== What the task requires ==
The word "HashMap" marks the lines to keep; find each one in the data and copy it.

═══ Available data ═══

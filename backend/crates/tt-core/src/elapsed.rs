//! Elapsed working time.
//!
//! Every surface that shows a timer renders from these functions so that the
//! same inputs always produce the same digits.

use chrono::{DateTime, Utc};

pub const SECONDS_PER_HOUR: i64 = 3600;

/// Net working seconds between `started_at` and `now`.
///
/// Clock skew and corrupted pause totals clamp to zero instead of failing.
/// A negative pause total is treated as no pause.
pub fn elapsed_seconds(started_at: DateTime<Utc>, now: DateTime<Utc>, paused_seconds: i64) -> i64 {
    let raw = (now - started_at).num_seconds();
    raw.saturating_sub(paused_seconds.max(0)).max(0)
}

/// `HH:MM:SS`; hours are not wrapped at 24.
pub fn format_hms(seconds: i64) -> String {
    let seconds = seconds.max(0);
    let hours = seconds / SECONDS_PER_HOUR;
    let minutes = (seconds % SECONDS_PER_HOUR) / 60;
    let secs = seconds % 60;
    format!("{:02}:{:02}:{:02}", hours, minutes, secs)
}

pub fn is_overtime(elapsed_seconds: i64, threshold_seconds: i64) -> bool {
    threshold_seconds > 0 && elapsed_seconds > threshold_seconds
}
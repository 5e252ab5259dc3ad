use crate::TimerEvent;

use std::collections::HashMap;
use std::sync::Arc;

use tokio::sync::{RwLock, broadcast};
use uuid::Uuid;

/// Per-user broadcast channels for timer events.
///
/// A channel lives while it has receivers. Receivers handed back through
/// [`TimerEventBus::unsubscribe`] are released at once; receivers that were
/// simply dropped are noticed on the next publish for that user.
#[derive(Clone)]
pub struct TimerEventBus {
    inner: Arc<RwLock<HashMap<Uuid, broadcast::Sender<TimerEvent>>>>,
    channel_capacity: usize,
}

impl TimerEventBus {
    pub fn new(channel_capacity: usize) -> Self {
        Self {
            inner: Arc::new(RwLock::new(HashMap::new())),
            channel_capacity: channel_capacity.max(1),
        }
    }

    pub async fn subscribe(&self, user_id: Uuid) -> broadcast::Receiver<TimerEvent> {
        let mut channels = self.inner.write().await;

        let sender = channels.entry(user_id).or_insert_with(|| {
            let (sender, _) = broadcast::channel(self.channel_capacity);
            log::debug!("Created timer event channel for user {}", user_id);
            sender
        });

        let receiver = sender.subscribe();

        log::debug!(
            "Surface subscribed to timers of user {} ({} total subscribers)",
            user_id,
            sender.receiver_count()
        );

        receiver
    }

    pub async fn unsubscribe(&self, user_id: Uuid, receiver: broadcast::Receiver<TimerEvent>) {
        drop(receiver);
        let mut channels = self.inner.write().await;
        Self::prune(&mut channels, user_id);
    }

    /// Returns the number of receivers the event reached. Zero is normal
    /// when no surface is watching.
    pub async fn publish(&self, event: TimerEvent) -> usize {
        let user_id = event.user_id;
        let kind = event.kind;

        let sent = {
            let channels = self.inner.read().await;
            let Some(sender) = channels.get(&user_id) else {
                log::debug!("No surfaces watching user {}", user_id);
                return 0;
            };
            sender.send(event)
        };

        match sent {
            Ok(receivers) => {
                log::debug!(
                    "Published {:?} for user {} to {} surfaces",
                    kind,
                    user_id,
                    receivers
                );
                receivers
            }
            Err(_) => {
                let mut channels = self.inner.write().await;
                Self::prune(&mut channels, user_id);
                0
            }
        }
    }

    pub async fn subscriber_count(&self, user_id: Uuid) -> usize {
        let channels = self.inner.read().await;
        channels
            .get(&user_id)
            .map(|sender| sender.receiver_count())
            .unwrap_or(0)
    }

    pub async fn has_channel(&self, user_id: Uuid) -> bool {
        self.inner.read().await.contains_key(&user_id)
    }

    /// Remove the user's channel once nothing listens on it. Re-checked under
    /// the write lock since a surface may have subscribed in between.
    fn prune(channels: &mut HashMap<Uuid, broadcast::Sender<TimerEvent>>, user_id: Uuid) {
        if channels
            .get(&user_id)
            .is_some_and(|sender| sender.receiver_count() == 0)
        {
            channels.remove(&user_id);
            log::debug!("Removed empty timer event channel for user {}", user_id);
        }
    }
}
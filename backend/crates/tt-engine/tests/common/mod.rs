#![allow(dead_code)]

mod fixtures;
mod test_engine;

pub use fixtures::*;
pub use test_engine::*;
use crate::Result as DbErrorResult;
use crate::row_mapping;

use tt_core::{EntryStatus, TimeEntry};

use chrono::{DateTime, Utc};
use sqlx::sqlite::SqliteRow;
use uuid::Uuid;

const SELECT_COLUMNS: &str = r#"
    SELECT id, company_id, ticket_id, user_id,
           started_at, ended_at, work_date, paused_duration_seconds,
           paused, paused_at, pause_reason,
           entry_type, work_type, description, billable,
           hourly_rate, rate_multiplier, rate_label,
           hours_worked, hours_billed, amount,
           status, allow_concurrent, version, created_at, updated_at
    FROM time_entries
"#;

/// Row-level access to `time_entries`.
///
/// Every function takes an executor so callers can compose them inside a
/// transaction. Writes to open entries are guarded on `ended_at IS NULL` and
/// report whether a row matched, so a concurrent stop is never overwritten.
pub struct TimeEntryRepository;

impl TimeEntryRepository {
    pub async fn create<'e, E>(executor: E, entry: &TimeEntry) -> DbErrorResult<()>
    where
        E: sqlx::Executor<'e, Database = sqlx::Sqlite>,
    {
        sqlx::query(
            r#"
              INSERT INTO time_entries (
                  id, company_id, ticket_id, user_id,
                  started_at, ended_at, work_date, paused_duration_seconds,
                  paused, paused_at, pause_reason,
                  entry_type, work_type, description, billable,
                  hourly_rate, rate_multiplier, rate_label,
                  hours_worked, hours_billed, amount,
                  status, allow_concurrent, version, created_at, updated_at
              ) VALUES (?, ?, ?, ?, ?, ?, ?, ?, ?, ?, ?, ?, ?, ?, ?, ?, ?, ?, ?, ?, ?, ?, ?, ?, ?, ?)
              "#,
        )
        .bind(entry.id.to_string())
        .bind(entry.company_id.to_string())
        .bind(entry.ticket_id.to_string())
        .bind(entry.user_id.to_string())
        .bind(entry.started_at.timestamp())
        .bind(entry.ended_at.map(|dt| dt.timestamp()))
        .bind(entry.work_date.to_string())
        .bind(entry.paused_duration_seconds)
        .bind(entry.paused)
        .bind(entry.paused_at.map(|dt| dt.timestamp()))
        .bind(entry.pause_reason.as_deref())
        .bind(entry.entry_type.as_str())
        .bind(entry.work_type.as_str())
        .bind(entry.description.as_deref())
        .bind(entry.billable)
        .bind(entry.hourly_rate.to_string())
        .bind(entry.rate_multiplier.to_string())
        .bind(entry.rate_label.as_str())
        .bind(entry.hours_worked.map(|d| d.to_string()))
        .bind(entry.hours_billed.map(|d| d.to_string()))
        .bind(entry.amount.map(|d| d.to_string()))
        .bind(entry.status.as_str())
        .bind(entry.allow_concurrent)
        .bind(entry.version)
        .bind(entry.created_at.timestamp())
        .bind(entry.updated_at.timestamp())
        .execute(executor)
        .await?;

        Ok(())
    }

    pub async fn find_by_id<'e, E>(executor: E, id: Uuid) -> DbErrorResult<Option<TimeEntry>>
    where
        E: sqlx::Executor<'e, Database = sqlx::Sqlite>,
    {
        let sql = format!("{SELECT_COLUMNS} WHERE id = ?");

        let row = sqlx::query(&sql)
            .bind(id.to_string())
            .fetch_optional(executor)
            .await?;

        row.as_ref().map(Self::map_row).transpose()
    }

    /// Open timers owned by a user, oldest first.
    pub async fn find_open_timers<'e, E>(executor: E, user_id: Uuid) -> DbErrorResult<Vec<TimeEntry>>
    where
        E: sqlx::Executor<'e, Database = sqlx::Sqlite>,
    {
        let sql = format!(
            "{SELECT_COLUMNS} WHERE user_id = ? AND entry_type = 'timer' AND ended_at IS NULL \
             ORDER BY started_at ASC, created_at ASC"
        );

        let rows = sqlx::query(&sql)
            .bind(user_id.to_string())
            .fetch_all(executor)
            .await?;

        rows.iter().map(Self::map_row).collect()
    }

    /// Closed entries recorded against a ticket, newest first.
    pub async fn find_closed_by_ticket<'e, E>(
        executor: E,
        ticket_id: Uuid,
    ) -> DbErrorResult<Vec<TimeEntry>>
    where
        E: sqlx::Executor<'e, Database = sqlx::Sqlite>,
    {
        let sql = format!(
            "{SELECT_COLUMNS} WHERE ticket_id = ? AND ended_at IS NOT NULL ORDER BY started_at DESC"
        );

        let rows = sqlx::query(&sql)
            .bind(ticket_id.to_string())
            .fetch_all(executor)
            .await?;

        rows.iter().map(Self::map_row).collect()
    }

    /// Persist the mutable columns of an entry that is still open in storage.
    ///
    /// `entry.version` is the version that was read. Returns `false` when the
    /// row is gone, was closed, or was written by anyone else since that read.
    /// On success the stored version is one higher than `entry.version`.
    pub async fn update_open<'e, E>(executor: E, entry: &TimeEntry) -> DbErrorResult<bool>
    where
        E: sqlx::Executor<'e, Database = sqlx::Sqlite>,
    {
        let result = sqlx::query(
            r#"
              UPDATE time_entries
              SET ended_at = ?, paused_duration_seconds = ?, paused = ?, paused_at = ?,
                  pause_reason = ?, work_type = ?, description = ?, billable = ?,
                  hourly_rate = ?, rate_multiplier = ?, rate_label = ?,
                  hours_worked = ?, hours_billed = ?, amount = ?,
                  status = ?, updated_at = ?, version = version + 1
              WHERE id = ? AND ended_at IS NULL AND version = ?
                AND paused_duration_seconds <= ?
              "#,
        )
        .bind(entry.ended_at.map(|dt| dt.timestamp()))
        .bind(entry.paused_duration_seconds)
        .bind(entry.paused)
        .bind(entry.paused_at.map(|dt| dt.timestamp()))
        .bind(entry.pause_reason.as_deref())
        .bind(entry.work_type.as_str())
        .bind(entry.description.as_deref())
        .bind(entry.billable)
        .bind(entry.hourly_rate.to_string())
        .bind(entry.rate_multiplier.to_string())
        .bind(entry.rate_label.as_str())
        .bind(entry.hours_worked.map(|d| d.to_string()))
        .bind(entry.hours_billed.map(|d| d.to_string()))
        .bind(entry.amount.map(|d| d.to_string()))
        .bind(entry.status.as_str())
        .bind(entry.updated_at.timestamp())
        .bind(entry.id.to_string())
        .bind(entry.version)
        .bind(entry.paused_duration_seconds)
        .execute(executor)
        .await?;

        Ok(result.rows_affected() == 1)
    }

    /// Apply an administrative correction to a closed, still-editable entry.
    /// Compare-and-set on `entry.version`, like [`Self::update_open`].
    pub async fn update_closed<'e, E>(executor: E, entry: &TimeEntry) -> DbErrorResult<bool>
    where
        E: sqlx::Executor<'e, Database = sqlx::Sqlite>,
    {
        let result = sqlx::query(
            r#"
              UPDATE time_entries
              SET work_type = ?, description = ?, billable = ?,
                  hourly_rate = ?, rate_multiplier = ?, rate_label = ?,
                  hours_worked = ?, hours_billed = ?, amount = ?, updated_at = ?,
                  version = version + 1
              WHERE id = ? AND ended_at IS NOT NULL AND version = ?
                AND status IN ('draft', 'submitted')
              "#,
        )
        .bind(entry.work_type.as_str())
        .bind(entry.description.as_deref())
        .bind(entry.billable)
        .bind(entry.hourly_rate.to_string())
        .bind(entry.rate_multiplier.to_string())
        .bind(entry.rate_label.as_str())
        .bind(entry.hours_worked.map(|d| d.to_string()))
        .bind(entry.hours_billed.map(|d| d.to_string()))
        .bind(entry.amount.map(|d| d.to_string()))
        .bind(entry.updated_at.timestamp())
        .bind(entry.id.to_string())
        .bind(entry.version)
        .execute(executor)
        .await?;

        Ok(result.rows_affected() == 1)
    }

    /// Compare-and-set the status of a closed entry.
    pub async fn update_status<'e, E>(
        executor: E,
        id: Uuid,
        from: EntryStatus,
        to: EntryStatus,
        updated_at: DateTime<Utc>,
    ) -> DbErrorResult<bool>
    where
        E: sqlx::Executor<'e, Database = sqlx::Sqlite>,
    {
        let result = sqlx::query(
            r#"
              UPDATE time_entries
              SET status = ?, updated_at = ?, version = version + 1
              WHERE id = ? AND status = ? AND ended_at IS NOT NULL
              "#,
        )
        .bind(to.as_str())
        .bind(updated_at.timestamp())
        .bind(id.to_string())
        .bind(from.as_str())
        .execute(executor)
        .await?;

        Ok(result.rows_affected() == 1)
    }

    /// Hard-delete an entry that is still open (discard).
    pub async fn delete_open<'e, E>(executor: E, id: Uuid) -> DbErrorResult<bool>
    where
        E: sqlx::Executor<'e, Database = sqlx::Sqlite>,
    {
        let result = sqlx::query("DELETE FROM time_entries WHERE id = ? AND ended_at IS NULL")
            .bind(id.to_string())
            .execute(executor)
            .await?;

        Ok(result.rows_affected() == 1)
    }

    /// Hard-delete a closed entry that has not been approved yet.
    pub async fn delete_editable<'e, E>(executor: E, id: Uuid) -> DbErrorResult<bool>
    where
        E: sqlx::Executor<'e, Database = sqlx::Sqlite>,
    {
        let result = sqlx::query(
            r#"
              DELETE FROM time_entries
              WHERE id = ? AND ended_at IS NOT NULL
                AND status IN ('draft', 'submitted')
              "#,
        )
        .bind(id.to_string())
        .execute(executor)
        .await?;

        Ok(result.rows_affected() == 1)
    }

    fn map_row(row: &SqliteRow) -> DbErrorResult<TimeEntry> {
        use sqlx::Row;

        Ok(TimeEntry {
            id: row_mapping::uuid(row, "id")?,
            company_id: row_mapping::uuid(row, "company_id")?,
            ticket_id: row_mapping::uuid(row, "ticket_id")?,
            user_id: row_mapping::uuid(row, "user_id")?,
            started_at: row_mapping::timestamp(row, "started_at")?,
            ended_at: row_mapping::opt_timestamp(row, "ended_at")?,
            work_date: row_mapping::date(row, "work_date")?,
            paused_duration_seconds: row.try_get("paused_duration_seconds")?,
            paused: row.try_get("paused")?,
            paused_at: row_mapping::opt_timestamp(row, "paused_at")?,
            pause_reason: row.try_get("pause_reason")?,
            entry_type: row_mapping::parsed(row, "entry_type")?,
            work_type: row.try_get("work_type")?,
            description: row.try_get("description")?,
            billable: row.try_get("billable")?,
            hourly_rate: row_mapping::decimal(row, "hourly_rate")?,
            rate_multiplier: row_mapping::decimal(row, "rate_multiplier")?,
            rate_label: row.try_get("rate_label")?,
            hours_worked: row_mapping::opt_decimal(row, "hours_worked")?,
            hours_billed: row_mapping::opt_decimal(row, "hours_billed")?,
            amount: row_mapping::opt_decimal(row, "amount")?,
            status: row_mapping::parsed(row, "status")?,
            allow_concurrent: row.try_get("allow_concurrent")?,
            version: row.try_get("version")?,
            created_at: row_mapping::timestamp(row, "created_at")?,
            updated_at: row_mapping::timestamp(row, "updated_at")?,
        })
    }
}
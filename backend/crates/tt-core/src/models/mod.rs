pub mod activity_log;
pub mod entry_status;
pub mod entry_type;
pub mod ticket_comment;
pub mod ticket_context;
pub mod time_entry;
pub mod timer_state;
use crate::{CoreError, CoreResult};

use std::fmt;
use std::panic::Location;
use std::str::FromStr;

use error_location::ErrorLocation;
use serde::{Deserialize, Serialize};

/// Approval lifecycle of a time entry.
///
/// Timers are created as `Draft` and become `Submitted` when stopped.
/// Downstream billing moves them through approval and invoicing; once
/// `Approved` the entry can no longer be edited or deleted.
#[derive(Debug, Clone, Copy, Serialize, Deserialize, PartialEq, Eq, Default)]
#[serde(rename_all = "snake_case")]
pub enum EntryStatus {
    #[default]
    Draft,
    Submitted,
    Approved,
    Rejected,
    Invoiced,
    Paid,
}

impl EntryStatus {
    pub fn as_str(&self) -> &str {
        match self {
            Self::Draft => "draft",
            Self::Submitted => "submitted",
            Self::Approved => "approved",
            Self::Rejected => "rejected",
            Self::Invoiced => "invoiced",
            Self::Paid => "paid",
        }
    }

    /// Only draft and submitted entries accept corrections or deletion.
    pub fn is_editable(&self) -> bool {
        matches!(self, Self::Draft | Self::Submitted)
    }

    pub fn can_transition_to(&self, target: EntryStatus) -> bool {
        matches!(
            (self, target),
            (Self::Submitted, Self::Approved)
                | (Self::Submitted, Self::Rejected)
                | (Self::Rejected, Self::Submitted)
                | (Self::Approved, Self::Invoiced)
                | (Self::Invoiced, Self::Paid)
        )
    }
}

impl fmt::Display for EntryStatus {
    fn fmt(&self, f: &mut fmt::Formatter<'_>) -> fmt::Result {
        f.write_str(self.as_str())
    }
}

impl FromStr for EntryStatus {
    type Err = CoreError;

    #[track_caller]
    fn from_str(s: &str) -> CoreResult<Self> {
        match s {
            "draft" => Ok(Self::Draft),
            "submitted" => Ok(Self::Submitted),
            "approved" => Ok(Self::Approved),
            "rejected" => Ok(Self::Rejected),
            "invoiced" => Ok(Self::Invoiced),
            "paid" => Ok(Self::Paid),
            _ => Err(CoreError::InvalidEntryStatus {
                value: s.to_string(),
                location: ErrorLocation::from(Location::caller()),
            }),
        }
    }
}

═══

== Result of the exercise ==
use std::collections::HashMap;
    inner: Arc<RwLock<HashMap<Uuid, broadcast::Sender<TimerEvent>>>>,
            inner: Arc::new(RwLock::new(HashMap::new())),
    fn prune(channels: &mut HashMap<Uuid, broadcast::Sender<TimerEvent>>, user_id: Uuid) {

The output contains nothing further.